On June 19, 2009, Cousin was nominated by President Barack Obama to become United States Ambassador to the United Nations Agencies for Food and Agriculture, serving in Rome, Italy. She was confirmed by the United States Senate on August 7, 2009, and sworn in as ambassador on August 17, 2009, where she served as chief of the United States Mission to the UN Agencies in Rome and is part of the "Tri-Mission Community" that also includes the United States Ambassador to Italy and the United States Ambassador to the Holy See.

During her time in Rome, she set up new country-led aid programs. She worked towards providing food relief to Port-au-Prince following the devastating 2010 Haiti earthquake. She said that seeing the famous sights of Rome did not get old but that her biggest surprise in the job was "When people talked about 'Her Excellency, Ertharin Cousin.' You know, I grew up in Lawndale. You're a long way from there when someone's referring to you as 'Your Excellency.'"

Over 120 guests attended a March 2012 farewell event for her at the Chief of Mission Residence.

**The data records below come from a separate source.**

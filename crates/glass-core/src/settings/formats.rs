//! Supported image file extensions

use std::collections::HashSet;
use std::path::Path;

/// Extensions enabled out of the box
pub const DEFAULT_IMAGE_FORMATS: &str = "*.avif;*.b64;*.bmp;*.cur;*.cut;*.dib;*.emf;*.exif;*.gif;*.ico;\
*.jfif;*.jpe;*.jpeg;*.jpg;*.pbm;*.pcx;*.pgm;*.png;*.ppm;*.psb;*.svg;*.tif;*.tiff;*.webp;*.wmf;*.wpg;*.xbm;*.xpm;";

/// Extensions the user may opt into
pub const OPTIONAL_IMAGE_FORMATS: &str = "*.arw;*.cr2;*.crw;*.dcr;*.dds;*.dng;*.exr;*.hdr;*.heic;\
*.heif;*.mrw;*.nef;*.orf;*.pef;*.psd;*.raf;*.raw;*.rw2;*.sr2;*.tga;*.x3f;";

/// Fast exact lookup of supported extensions.
///
/// Built from `;`-separated `*.ext` lists. Matching is exact on the whole
/// extension, so `.c` is not accepted just because `.cur` is.
#[derive(Debug, Clone, Default, PartialEq, Eq)]
pub struct ImageFormatSet {
    extensions: HashSet<String>,
}

impl ImageFormatSet {
    /// Build from the default and optional lists
    pub fn build(default_formats: &str, optional_formats: &str) -> Self {
        let extensions = default_formats
            .split(';')
            .chain(optional_formats.split(';'))
            .map(|entry| entry.trim().trim_matches('*').to_ascii_lowercase())
            .filter(|ext| !ext.is_empty())
            .collect();
        Self { extensions }
    }

    /// Check an extension, with or without the leading dot
    pub fn contains(&self, extension: &str) -> bool {
        let ext = extension.to_ascii_lowercase();
        if ext.starts_with('.') {
            self.extensions.contains(&ext)
        } else {
            self.extensions.contains(&format!(".{}", ext))
        }
    }

    /// Check a path by its extension
    pub fn supports_path(&self, path: impl AsRef<Path>) -> bool {
        path.as_ref()
            .extension()
            .and_then(|e| e.to_str())
            .is_some_and(|e| self.contains(e))
    }

    pub fn len(&self) -> usize {
        self.extensions.len()
    }

    pub fn is_empty(&self) -> bool {
        self.extensions.is_empty()
    }
}

#[cfg(test)]
mod tests {
    use super::*;

    #[test]
    fn test_build_strips_wildcards() {
        let set = ImageFormatSet::build("*.png;*.JPG;", "*.psd");
        assert_eq!(set.len(), 3);
        assert!(set.contains(".png"));
        assert!(set.contains("jpg"));
        assert!(set.contains(".PSD"));
    }

    #[test]
    fn test_no_substring_matches() {
        let set = ImageFormatSet::build("*.cur;*.heic;", "");
        assert!(!set.contains(".c"));
        assert!(!set.contains(".h"));
        assert!(!set.contains(".he"));
        assert!(set.contains(".cur"));
    }

    #[test]
    fn test_empty_entries_ignored() {
        let set = ImageFormatSet::build(";;*.gif;;", ";");
        assert_eq!(set.len(), 1);
        assert!(ImageFormatSet::build("", "").is_empty());
    }

    #[test]
    fn test_supports_path() {
        let set = ImageFormatSet::build(DEFAULT_IMAGE_FORMATS, OPTIONAL_IMAGE_FORMATS);
        assert!(set.supports_path("photos/IMG_0001.JPG"));
        assert!(set.supports_path("raw/DSC_1.nef"));
        assert!(!set.supports_path("src/main.c"));
        assert!(!set.supports_path("README"));
    }
}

===Executive director of World Food Programme, 2012–2017===
In January 2012, the U.S. State Department announced that Cousin would become executive director of the UN World Food Programme, succeeding Josette Sheeran when the latter's term expired in April 2012. Cousin was supported in a quote made by US Secretary of State Hillary Clinton in reference to her appointment stating that Cousin "has been central to designing and implementing our country's food security policies. I am confident that she will continue to be a powerful voice in the global fight against hunger and lend her energy, optimism and experience to the World Food Programme." Indeed, Cousin received the nomination after the US opposed another term for Sheeran, who had been appointed by the George W. Bush administration.

Cousin began her tenure as the twelfth executive director on April 5, 2012. In taking the position, she stated that she fully supported the WFP's transition from food aid to food assistance: "I think that debate is over. That WFP is a food assistance organization, with the right tools and those tools include food aid. But also cash and vouchers and all the other things we have on the table." During her time in office, WFP support focused on the Philippines in the aftermath of Typhoon Haiyan, Syria with its civil war and the Sahel region of Africa.

== Later career ==
After leaving WFP, Cousin became the Payne Distinguished Professor at Stanford University's Freeman Spogli Institute for International Studies and distinguished fellow at the Center on Food Security and the Environment and the Center on Democracy, Development and the Rule of Law. She is also a distinguished fellow of global agriculture at the Chicago Council on Global Affairs.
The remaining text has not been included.